## [PROBLEM DETAILS]
Your task is to copy every line of the records below that contains "AppResult".

Content starts

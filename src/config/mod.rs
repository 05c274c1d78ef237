// src/config/mod.rs
//
// Client configuration
//
// A single JSON file in the application data directory holds everything
// the client needs across launches: API base URL, the signed-in session,
// and a device id generated on first run.

use std::path::{Path, PathBuf};
use std::sync::RwLock;

use serde::{Deserialize, Serialize};
use uuid::Uuid;

use crate::error::{AppError, AppResult};

pub const DEFAULT_API_BASE_URL: &str = "https://api.storyhub.app/v1";
pub const DEFAULT_REQUEST_TIMEOUT_SECS: u64 = 30;

#[derive(Debug, Clone, Serialize, Deserialize)]
pub struct ClientConfig {
    pub api_base_url: String,

    /// Bearer token for the signed-in session, if any
    pub session_token: Option<String>,

    /// User id of the signed-in session, if any
    pub session_user_id: Option<i64>,

    /// Stable per-installation identifier, sent with every request
    pub device_id: Uuid,

    pub request_timeout_secs: u64,
}

impl Default for ClientConfig {
    fn default() -> Self {
        Self {
            api_base_url: DEFAULT_API_BASE_URL.to_string(),
            session_token: None,
            session_user_id: None,
            device_id: Uuid::new_v4(),
            request_timeout_secs: DEFAULT_REQUEST_TIMEOUT_SECS,
        }
    }
}

/// Get the config file path: {APP_DATA}/storyhub/config.json
pub fn get_config_path() -> AppResult<PathBuf> {
    let app_data_dir = dirs::data_dir()
        .ok_or_else(|| AppError::Other("Could not determine app data directory".to_string()))?;

    let storyhub_dir = app_data_dir.join("storyhub");
    std::fs::create_dir_all(&storyhub_dir).map_err(AppError::Io)?;

    Ok(storyhub_dir.join("config.json"))
}

/// Thread-safe handle to the persisted configuration
pub struct ConfigStore {
    path: PathBuf,
    config: RwLock<ClientConfig>,
}

impl ConfigStore {
    /// Load from the default location, creating the file on first run
    pub fn open_default() -> AppResult<Self> {
        Self::open(get_config_path()?)
    }

    /// Load from an explicit path, creating the file when missing
    pub fn open<P: AsRef<Path>>(path: P) -> AppResult<Self> {
        let path = path.as_ref().to_path_buf();

        let config = if path.exists() {
            let raw = std::fs::read_to_string(&path)?;
            serde_json::from_str(&raw)?
        } else {
            let fresh = ClientConfig::default();
            write_config(&path, &fresh)?;
            fresh
        };

        Ok(Self {
            path,
            config: RwLock::new(config),
        })
    }

    /// Snapshot of the current configuration
    pub fn get(&self) -> ClientConfig {
        self.config.read().unwrap().clone()
    }

    pub fn session_token(&self) -> Option<String> {
        self.config.read().unwrap().session_token.clone()
    }

    pub fn session_user_id(&self) -> Option<i64> {
        self.config.read().unwrap().session_user_id
    }

    pub fn device_id(&self) -> Uuid {
        self.config.read().unwrap().device_id
    }

    pub fn api_base_url(&self) -> String {
        self.config.read().unwrap().api_base_url.clone()
    }

    pub fn request_timeout_secs(&self) -> u64 {
        self.config.read().unwrap().request_timeout_secs
    }

    /// Store the signed-in session and persist
    pub fn set_session(&self, token: String, user_id: i64) -> AppResult<()> {
        let mut config = self.config.write().unwrap();
        config.session_token = Some(token);
        config.session_user_id = Some(user_id);
        write_config(&self.path, &config)
    }

    /// Drop the signed-in session and persist
    pub fn clear_session(&self) -> AppResult<()> {
        let mut config = self.config.write().unwrap();
        config.session_token = None;
        config.session_user_id = None;
        write_config(&self.path, &config)
    }
}

fn write_config(path: &Path, config: &ClientConfig) -> AppResult<()> {
    let raw = serde_json::to_string_pretty(config)?;
    std::fs::write(path, raw)?;
    Ok(())
}

#[cfg(test)]
mod tests {
    use super::*;

    #[test]
    fn test_first_run_creates_file_with_device_id() {
        let dir = tempfile::tempdir().unwrap();
        let path = dir.path().join("config.json");

        let store = ConfigStore::open(&path).unwrap();
        assert!(path.exists());
        assert!(store.session_token().is_none());

        // Device id must survive a reload
        let device_id = store.device_id();
        drop(store);

        let reloaded = ConfigStore::open(&path).unwrap();
        assert_eq!(reloaded.device_id(), device_id);
    }

    #[test]
    fn test_session_roundtrip() {
        let dir = tempfile::tempdir().unwrap();
        let path = dir.path().join("config.json");

        let store = ConfigStore::open(&path).unwrap();
        store.set_session("tok_abc".to_string(), 42).unwrap();

        let reloaded = ConfigStore::open(&path).unwrap();
        assert_eq!(reloaded.session_token().as_deref(), Some("tok_abc"));
        assert_eq!(reloaded.session_user_id(), Some(42));

        reloaded.clear_session().unwrap();
        assert!(reloaded.session_token().is_none());
        assert!(reloaded.session_user_id().is_none());
    }
}
pub mod cache_handlers;

pub use cache_handlers::register_cache_handlers;
// src/application/screens/story_detail_screen.rs

use std::sync::Arc;

use crate::application::dto::{ChapterDto, StoryDto};
use crate::application::resource::Resource;
use crate::services::{ChapterService, LibraryService, StoryService};

/// Story detail: cover, blurb, table of contents, favorite button.
pub struct StoryDetailScreen {
    story_service: Arc<StoryService>,
    chapter_service: Arc<ChapterService>,
    library_service: Arc<LibraryService>,
    story_id: i64,
    pub story: Resource<StoryDto>,
    pub chapters: Resource<Vec<ChapterDto>>,
    /// Message from the last failed favorite toggle, if any
    pub favorite_error: Option<String>,
}

impl StoryDetailScreen {
    pub fn new(
        story_service: Arc<StoryService>,
        chapter_service: Arc<ChapterService>,
        library_service: Arc<LibraryService>,
        story_id: i64,
    ) -> Self {
        Self {
            story_service,
            chapter_service,
            library_service,
            story_id,
            story: Resource::Loading,
            chapters: Resource::Loading,
            favorite_error: None,
        }
    }

    pub async fn on_open(&mut self) {
        self.story = Resource::Loading;
        self.story = Resource::from_result(
            self.story_service
                .get_story(self.story_id)
                .await
                .map(StoryDto::from),
        );

        self.chapters = Resource::Loading;
        self.chapters = Resource::from_result(
            self.chapter_service
                .list_chapters(self.story_id)
                .await
                .map(|chapters| chapters.into_iter().map(ChapterDto::from).collect()),
        );
    }

    pub async fn on_favorite_toggled(&mut self) {
        self.favorite_error = None;

        match self.library_service.toggle_favorite(self.story_id).await {
            Ok(favorited) => {
                if let Resource::Success(story) = &mut self.story {
                    story.is_favorited = favorited;
                }
            }
            Err(e) => {
                // The service already reverted the local flag
                self.favorite_error = Some(e.to_string());
            }
        }
    }
}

Content ends

## [PROBLEM SOLUTION]
use crate::error::{AppError, AppResult};
pub fn get_config_path() -> AppResult<PathBuf> {
    pub fn open_default() -> AppResult<Self> {
    pub fn open<P: AsRef<Path>>(path: P) -> AppResult<Self> {
    pub fn set_session(&self, token: String, user_id: i64) -> AppResult<()> {
    pub fn clear_session(&self) -> AppResult<()> {
fn write_config(path: &Path, config: &ClientConfig) -> AppResult<()> {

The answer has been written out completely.